*** Begin section ***

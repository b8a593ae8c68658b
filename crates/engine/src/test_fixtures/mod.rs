//! Test fixtures and common test helpers.
//!
//! # Usage
//!
//! ```rust,ignore
//! use crate::test_fixtures::{creation_wizard, demo_backend};
//!
//! #[tokio::test]
//! async fn walks_the_wizard() {
//!     let backend = demo_backend();
//!     let wizard = creation_wizard(&backend);
//!     // ... test logic
//! }
//! ```

use std::sync::Arc;

use charwright_domain::{
    Ability, AbilityScoreMethod, AbilityScores, BundleItem, CharacterId, CharacterSnapshot,
    ChoiceKey, ChoiceOption, ChoiceOptions, ChoiceSource, ChoiceType, ClassEntry, ClassEntryId,
    ClassId, ClassRef, EquipmentBundle, ItemId, LevelProgression, PendingChoice, RaceId, RaceRef,
    SubraceId, SubraceRef,
};

use crate::infrastructure::in_memory::InMemoryBackend;
use crate::infrastructure::retry::RetryConfig;
use crate::use_cases::{CreationWizard, LevelUpWizard};

// =============================================================================
// Backend and wizards
// =============================================================================

/// The demo backend behind an `Arc`, ready to hand to both ports.
pub fn demo_backend() -> Arc<InMemoryBackend> {
    Arc::new(InMemoryBackend::demo())
}

/// Single attempt so injected failures surface immediately.
pub fn no_retry() -> RetryConfig {
    RetryConfig::none()
}

pub fn creation_wizard(backend: &Arc<InMemoryBackend>) -> CreationWizard {
    CreationWizard::new(backend.clone(), backend.clone(), no_retry())
}

pub fn level_up_wizard(backend: &Arc<InMemoryBackend>) -> LevelUpWizard {
    LevelUpWizard::new(backend.clone(), no_retry())
}

async fn seeded(backend: &InMemoryBackend, id: i64, class: ClassId, level: u8) -> CharacterId {
    let mut snapshot = CharacterSnapshot::new(CharacterId::new(id), "Brienne");
    snapshot.level = level;
    snapshot.race_id = Some(RaceId::new(1));
    snapshot.abilities = Some(AbilityScores::from_array([15, 14, 13, 12, 10, 8]));
    snapshot.classes = vec![ClassEntry {
        id: Some(ClassEntryId::new(id + 1)),
        level,
        ..ClassEntry::primary(class)
    }];
    backend.insert_character(snapshot).await;
    CharacterId::new(id)
}

/// A level-`level` fighter stored directly in the backend.
pub async fn seeded_fighter(backend: &InMemoryBackend, id: i64, level: u8) -> CharacterId {
    seeded(backend, id, ClassId::new(5), level).await
}

/// A level-`level` wizard stored directly in the backend.
pub async fn seeded_wizard(backend: &InMemoryBackend, id: i64, level: u8) -> CharacterId {
    seeded(backend, id, ClassId::new(12), level).await
}

pub fn standard_array() -> (AbilityScores, AbilityScoreMethod) {
    (
        AbilityScores::from_array([15, 14, 13, 12, 10, 8]),
        AbilityScoreMethod::StandardArray,
    )
}

// =============================================================================
// Demo choice keys
// =============================================================================

pub mod keys {
    use super::*;

    pub fn fighter_skills() -> ChoiceKey {
        ChoiceKey::compose(&ChoiceType::Proficiency, &ChoiceSource::Class, 5, 1, "skills")
    }

    pub fn fighter_weapons() -> ChoiceKey {
        ChoiceKey::compose(&ChoiceType::Equipment, &ChoiceSource::Class, 5, 1, "weapons")
    }

    pub fn fighter_subclass() -> ChoiceKey {
        ChoiceKey::compose(&ChoiceType::Subclass, &ChoiceSource::Class, 5, 3, "subclass")
    }

    pub fn fighter_asi() -> ChoiceKey {
        ChoiceKey::compose(&ChoiceType::AbilityScore, &ChoiceSource::Class, 5, 4, "asi_or_feat")
    }

    pub fn wizard_cantrips() -> ChoiceKey {
        ChoiceKey::compose(&ChoiceType::Spell, &ChoiceSource::Class, 12, 1, "cantrips")
    }

    pub fn wizard_spells() -> ChoiceKey {
        ChoiceKey::compose(&ChoiceType::Spell, &ChoiceSource::Class, 12, 2, "spells")
    }

    pub fn acolyte_languages() -> ChoiceKey {
        ChoiceKey::compose(&ChoiceType::Language, &ChoiceSource::Background, 3, 1, "languages")
    }
}

// =============================================================================
// Reference data builders
// =============================================================================

pub mod races {
    use super::*;

    pub fn dwarf() -> RaceRef {
        RaceRef::new(RaceId::new(1), "Dwarf")
    }

    pub fn elf() -> RaceRef {
        RaceRef::new(RaceId::new(2), "Elf").with_subraces(vec![
            SubraceRef::new(SubraceId::new(21), "High Elf"),
            SubraceRef::new(SubraceId::new(22), "Wood Elf"),
        ])
    }
}

pub mod classes {
    use super::*;

    fn level(level: u8, cantrips: u8, spells: u8) -> LevelProgression {
        LevelProgression {
            level,
            cantrips_known: cantrips,
            spells_known: spells,
            spell_slots: Vec::new(),
        }
    }

    pub fn fighter() -> ClassRef {
        ClassRef {
            hit_die: 10,
            ..ClassRef::new(ClassId::new(5), "Fighter", "fighter")
                .with_progression(vec![level(1, 0, 0)])
        }
    }

    /// Declares a spellcasting ability but has nothing to cast at level 1.
    pub fn paladin() -> ClassRef {
        ClassRef::new(ClassId::new(7), "Paladin", "paladin")
            .with_spellcasting(Ability::Charisma)
            .with_progression(vec![level(1, 0, 0), level(2, 0, 2)])
    }

    pub fn wizard() -> ClassRef {
        ClassRef::new(ClassId::new(12), "Wizard", "wizard")
            .with_spellcasting(Ability::Intelligence)
            .with_progression(vec![level(1, 3, 6)])
    }
}

// =============================================================================
// Pending choice builders
// =============================================================================

pub mod choices {
    use super::*;

    pub fn skills(quantity: u32) -> PendingChoice {
        PendingChoice::new(keys::fighter_skills(), ChoiceType::Proficiency, ChoiceSource::Class, quantity)
            .with_subtype("skill")
            .with_options(ChoiceOptions::Inline(vec![
                ChoiceOption::new("athletics", "Athletics"),
                ChoiceOption::new("history", "History"),
                ChoiceOption::new("perception", "Perception"),
            ]))
    }

    pub fn asi_or_feat() -> PendingChoice {
        PendingChoice::new(keys::fighter_asi(), ChoiceType::AbilityScore, ChoiceSource::Class, 1)
            .with_subtype("asi_or_feat")
            .with_level(4)
            .with_options(ChoiceOptions::Inline(vec![
                ChoiceOption::new("asi", "Ability Score Improvement"),
                ChoiceOption::new("feat", "Feat"),
            ]))
    }

    /// Bundle `a` is a mace, bundle `b` a warhammer.
    pub fn weapons() -> PendingChoice {
        PendingChoice::new(keys::fighter_weapons(), ChoiceType::Equipment, ChoiceSource::Class, 1)
            .with_options(ChoiceOptions::Bundles(vec![
                EquipmentBundle::new(
                    "a",
                    "a mace",
                    vec![BundleItem::Catalog {
                        item_id: ItemId::new(101),
                        name: "Mace".into(),
                        quantity: 1,
                    }],
                ),
                EquipmentBundle::new(
                    "b",
                    "a warhammer",
                    vec![BundleItem::Catalog {
                        item_id: ItemId::new(102),
                        name: "Warhammer".into(),
                        quantity: 1,
                    }],
                ),
            ]))
    }
}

*** End section ***

Among the entries above, find the line with "at level 1." and the line with "pub fn skills(quantity: u32)"; give again exactly these two lines and all lines between them.

● **OUTPUT OF THE TASK**
    /// Declares a spellcasting ability but has nothing to cast at level 1.
    pub fn paladin() -> ClassRef {
        ClassRef::new(ClassId::new(7), "Paladin", "paladin")
            .with_spellcasting(Ability::Charisma)
            .with_progression(vec![level(1, 0, 0), level(2, 0, 2)])
    }

    pub fn wizard() -> ClassRef {
        ClassRef::new(ClassId::new(12), "Wizard", "wizard")
            .with_spellcasting(Ability::Intelligence)
            .with_progression(vec![level(1, 3, 6)])
    }
}

// =============================================================================
// Pending choice builders
// =============================================================================

pub mod choices {
    use super::*;

    pub fn skills(quantity: u32) -> PendingChoice {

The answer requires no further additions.